BANK: To incline an airplane laterally—i.e., to roll it about the longitudinal axis. Right bank is to incline the airplane with the right wing down. Also used as a noun to describe the position of an airplane when its lateral axis is inclined to the horizontal.

BANK, ANGLE OF: The angle through which an aircraft must be rotated about its longitudinal axis in order to bring its lateral axis into the horizontal plane.

BAROGRAPH: An instrument used to record variations in barometric pressure. In aeronautics the charts on which the records are made indicate altitudes directly instead of barometric pressures.

BASKET: The car suspended beneath a balloon, for passengers, ballast, etc.

BIPLANE: A form of airplane in which the main supporting surface is divided into two parts, one above the other.

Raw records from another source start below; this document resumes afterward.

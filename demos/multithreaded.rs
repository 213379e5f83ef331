use std::sync::Arc;
use std::thread;

use rigmap::{Engine, InputFrame, MemoryRuleSource, RuleRepository};

const RULES: &str = r#"[
    {"name": "FaceAngleX", "expression": "HeadYaw * -1", "input_min": -30, "input_max": 30},
    {"name": "MouthOpen", "expression": "JawOpen", "input_min": 0, "input_max": 1}
]"#;

fn main() {
    let source = Arc::new(MemoryRuleSource::new().with_file("face.json", RULES));
    let repo = Arc::new(RuleRepository::new(source));
    repo.load("face.json");

    let handles: Vec<_> = (0..4)
        .map(|i| {
            let repo = Arc::clone(&repo);
            thread::spawn(move || {
                // Each thread holds its own snapshot for the whole evaluation
                let snapshot = repo.current_snapshot();
                let frame = InputFrame::new()
                    .set("HeadYaw", f64::from(i) * 10.0)
                    .set("JawOpen", f64::from(i) / 4.0);

                let result = Engine::default().evaluate(&snapshot, &frame);
                println!(
                    "Thread {i}: FaceAngleX={:?} MouthOpen={:?}",
                    result.output("FaceAngleX"),
                    result.output("MouthOpen")
                );
            })
        })
        .collect();

    for h in handles {
        h.join().unwrap();
    }
}
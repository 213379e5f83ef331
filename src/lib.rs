//! Turn raw face and body tracking signals into avatar parameters.
//!
//! Each output parameter is described by a rule: a small arithmetic
//! expression over tracking inputs (and other rules' outputs), an input
//! range, and an optional response curve. Rules are loaded from a JSON rule
//! file into an immutable [`RuleSetSnapshot`]; a bad rule becomes a
//! [`RuleDiagnostic`] instead of failing the whole file, and a bad file falls
//! back to the last good snapshot. [`Engine::evaluate`] then maps one
//! [`InputFrame`] to one value per rule.
//!
//! ```
//! use rigmap::{Engine, InputFrame, InterpolationDefinition, RuleDefinition, RuleSetSnapshot};
//!
//! let snapshot = RuleSetSnapshot::from_definitions(&[
//!     RuleDefinition::new("FaceAngleX", "HeadYaw * -1", -30.0, 30.0),
//!     RuleDefinition::new("MouthOpen", "JawOpen", 0.0, 1.0).with_curve(
//!         InterpolationDefinition::bezier([(0.0, 0.0), (0.7, 0.3), (0.9, 0.7), (1.0, 1.0)]),
//!     ),
//! ]);
//!
//! let frame = InputFrame::new().set("HeadYaw", 15.0).set("JawOpen", 0.5);
//! let result = Engine::default().evaluate(&snapshot, &frame);
//!
//! assert_eq!(result.output("FaceAngleX"), Some(-15.0));
//! assert!(result.output("MouthOpen").unwrap() < 0.5);
//! ```
//!
//! The library logs through [`tracing`] and installs no subscriber.

mod compile;
mod config;
pub mod curve;
mod engine;
mod error;
mod evaluate;
pub mod parse;
mod repository;
pub mod serial;
mod source;
mod types;
mod validate;

pub use config::{EngineConfig, DEFAULT_CONVERGENCE_TOLERANCE, DEFAULT_MAX_EVALUATION_ITERATIONS};
pub use engine::Engine;
pub use error::{ExpressionError, LoadError};
pub use parse::ParseError;
pub use repository::RuleRepository;
pub use source::{ChangeCallback, FsRuleSource, MemoryRuleSource, RuleSource};
pub use types::{
    call, num, var, Arity, BinaryOp, CompileError, ControlPoint, CurveError, DiagnosticKind,
    EvalError, Evaluation, Expr, Expression, Function, InputFrame, InterpolationDefinition,
    RuleDefinition, RuleDiagnostic, RuleSetSnapshot, TransformationRule, UnaryOp, ValidationError,
};
pub use validate::{validate_rule, validate_rules};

BODY OF AN AIRPLANE: See Fuselage and Nacelle.

BONNET: The appliance, having the form of a parasol, which protects the valve of a spherical balloon against rain.

BRIDLE: The system of attachment of cable to a balloon, including lines to the suspension band.

BULL’S-EYES: Small rings of wood, metal, etc., forming part of balloon rigging, used for connection or adjustment of ropes.

BURBLE POINT: See Angle, critical.

CABANE: A pyramidal framework upon the wing of an airplane, to which stays, etc., are secured.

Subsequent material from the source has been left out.